Task requirements -
Return every line of the listing below, unchanged, from its first line to the line holding "un request completo", that line included.

The records -
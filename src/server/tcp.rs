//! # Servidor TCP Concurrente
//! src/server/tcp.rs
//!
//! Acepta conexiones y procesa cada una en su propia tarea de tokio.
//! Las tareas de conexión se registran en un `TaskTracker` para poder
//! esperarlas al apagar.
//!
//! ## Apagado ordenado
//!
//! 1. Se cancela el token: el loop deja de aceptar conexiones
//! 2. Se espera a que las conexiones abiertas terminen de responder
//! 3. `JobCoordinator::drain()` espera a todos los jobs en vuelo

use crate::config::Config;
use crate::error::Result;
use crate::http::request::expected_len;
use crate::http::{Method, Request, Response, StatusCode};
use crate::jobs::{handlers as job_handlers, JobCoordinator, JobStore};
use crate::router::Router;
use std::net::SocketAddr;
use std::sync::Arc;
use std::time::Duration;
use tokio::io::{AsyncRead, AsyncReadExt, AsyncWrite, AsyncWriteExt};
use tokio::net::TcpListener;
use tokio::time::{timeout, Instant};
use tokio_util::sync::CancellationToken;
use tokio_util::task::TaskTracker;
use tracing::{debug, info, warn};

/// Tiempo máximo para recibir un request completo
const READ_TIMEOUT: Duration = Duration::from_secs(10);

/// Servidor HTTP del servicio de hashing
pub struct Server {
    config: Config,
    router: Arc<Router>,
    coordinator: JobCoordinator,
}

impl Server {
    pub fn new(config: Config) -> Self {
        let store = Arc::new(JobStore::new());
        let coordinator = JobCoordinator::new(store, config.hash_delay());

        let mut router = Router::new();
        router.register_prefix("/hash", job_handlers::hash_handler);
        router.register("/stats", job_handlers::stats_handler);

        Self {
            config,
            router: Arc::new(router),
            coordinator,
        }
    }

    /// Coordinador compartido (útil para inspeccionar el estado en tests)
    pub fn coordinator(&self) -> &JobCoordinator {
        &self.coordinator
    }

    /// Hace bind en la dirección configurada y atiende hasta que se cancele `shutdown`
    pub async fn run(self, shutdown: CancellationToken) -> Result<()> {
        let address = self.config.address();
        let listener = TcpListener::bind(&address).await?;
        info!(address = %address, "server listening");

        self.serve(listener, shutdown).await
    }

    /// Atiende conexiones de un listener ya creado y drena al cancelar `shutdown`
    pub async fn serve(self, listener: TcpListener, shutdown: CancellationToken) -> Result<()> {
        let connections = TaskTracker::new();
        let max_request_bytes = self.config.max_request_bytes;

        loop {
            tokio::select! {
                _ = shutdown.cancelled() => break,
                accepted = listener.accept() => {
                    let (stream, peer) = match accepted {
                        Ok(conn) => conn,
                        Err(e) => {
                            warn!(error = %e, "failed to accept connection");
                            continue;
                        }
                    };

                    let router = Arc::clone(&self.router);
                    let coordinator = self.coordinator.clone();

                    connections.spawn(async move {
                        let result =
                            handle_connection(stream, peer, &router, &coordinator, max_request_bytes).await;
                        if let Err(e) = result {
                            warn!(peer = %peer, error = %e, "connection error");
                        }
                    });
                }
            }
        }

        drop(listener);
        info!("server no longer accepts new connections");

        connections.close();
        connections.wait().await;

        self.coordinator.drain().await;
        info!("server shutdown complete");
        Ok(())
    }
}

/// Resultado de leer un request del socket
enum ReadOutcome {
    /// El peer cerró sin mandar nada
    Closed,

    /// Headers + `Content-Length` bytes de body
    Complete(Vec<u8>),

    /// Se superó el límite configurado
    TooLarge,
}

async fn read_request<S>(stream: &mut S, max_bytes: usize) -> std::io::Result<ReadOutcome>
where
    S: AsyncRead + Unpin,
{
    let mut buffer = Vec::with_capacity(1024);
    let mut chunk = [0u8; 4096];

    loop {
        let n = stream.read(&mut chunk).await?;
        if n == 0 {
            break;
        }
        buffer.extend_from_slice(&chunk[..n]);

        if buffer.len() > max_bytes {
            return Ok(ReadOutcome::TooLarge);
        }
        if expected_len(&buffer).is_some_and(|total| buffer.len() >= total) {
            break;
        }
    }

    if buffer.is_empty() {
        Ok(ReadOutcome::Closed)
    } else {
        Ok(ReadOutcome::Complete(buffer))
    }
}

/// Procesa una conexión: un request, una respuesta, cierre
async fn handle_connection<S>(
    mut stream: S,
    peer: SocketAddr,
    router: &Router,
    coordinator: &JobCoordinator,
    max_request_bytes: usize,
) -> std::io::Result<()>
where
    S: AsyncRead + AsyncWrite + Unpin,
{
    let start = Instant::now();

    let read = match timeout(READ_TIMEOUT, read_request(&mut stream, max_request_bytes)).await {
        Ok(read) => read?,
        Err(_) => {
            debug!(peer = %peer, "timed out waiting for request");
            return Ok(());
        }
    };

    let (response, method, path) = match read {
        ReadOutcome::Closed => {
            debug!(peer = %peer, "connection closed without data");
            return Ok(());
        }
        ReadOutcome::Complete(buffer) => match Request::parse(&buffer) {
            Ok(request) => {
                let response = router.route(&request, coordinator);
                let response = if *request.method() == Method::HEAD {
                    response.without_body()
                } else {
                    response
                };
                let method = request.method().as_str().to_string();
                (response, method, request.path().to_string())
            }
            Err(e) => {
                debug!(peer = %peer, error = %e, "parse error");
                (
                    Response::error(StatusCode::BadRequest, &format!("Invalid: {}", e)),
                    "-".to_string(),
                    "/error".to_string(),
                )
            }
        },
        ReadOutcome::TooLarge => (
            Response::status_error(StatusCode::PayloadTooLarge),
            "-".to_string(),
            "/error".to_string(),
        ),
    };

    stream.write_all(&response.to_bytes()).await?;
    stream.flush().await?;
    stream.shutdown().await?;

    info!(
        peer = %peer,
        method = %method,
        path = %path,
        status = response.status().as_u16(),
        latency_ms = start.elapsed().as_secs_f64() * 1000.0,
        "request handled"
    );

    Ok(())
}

Result of this task -
filename src/server/tcp.rs
//! # Servidor TCP Concurrente
//! src/server/tcp.rs
//!
//! Acepta conexiones y procesa cada una en su propia tarea de tokio.
//! Las tareas de conexión se registran en un `TaskTracker` para poder
//! esperarlas al apagar.
//!
//! ## Apagado ordenado
//!
//! 1. Se cancela el token: el loop deja de aceptar conexiones
//! 2. Se espera a que las conexiones abiertas terminen de responder
//! 3. `JobCoordinator::drain()` espera a todos los jobs en vuelo

use crate::config::Config;
use crate::error::Result;
use crate::http::request::expected_len;
use crate::http::{Method, Request, Response, StatusCode};
use crate::jobs::{handlers as job_handlers, JobCoordinator, JobStore};
use crate::router::Router;
use std::net::SocketAddr;
use std::sync::Arc;
use std::time::Duration;
use tokio::io::{AsyncRead, AsyncReadExt, AsyncWrite, AsyncWriteExt};
use tokio::net::TcpListener;
use tokio::time::{timeout, Instant};
use tokio_util::sync::CancellationToken;
use tokio_util::task::TaskTracker;
use tracing::{debug, info, warn};

/// Tiempo máximo para recibir un request completo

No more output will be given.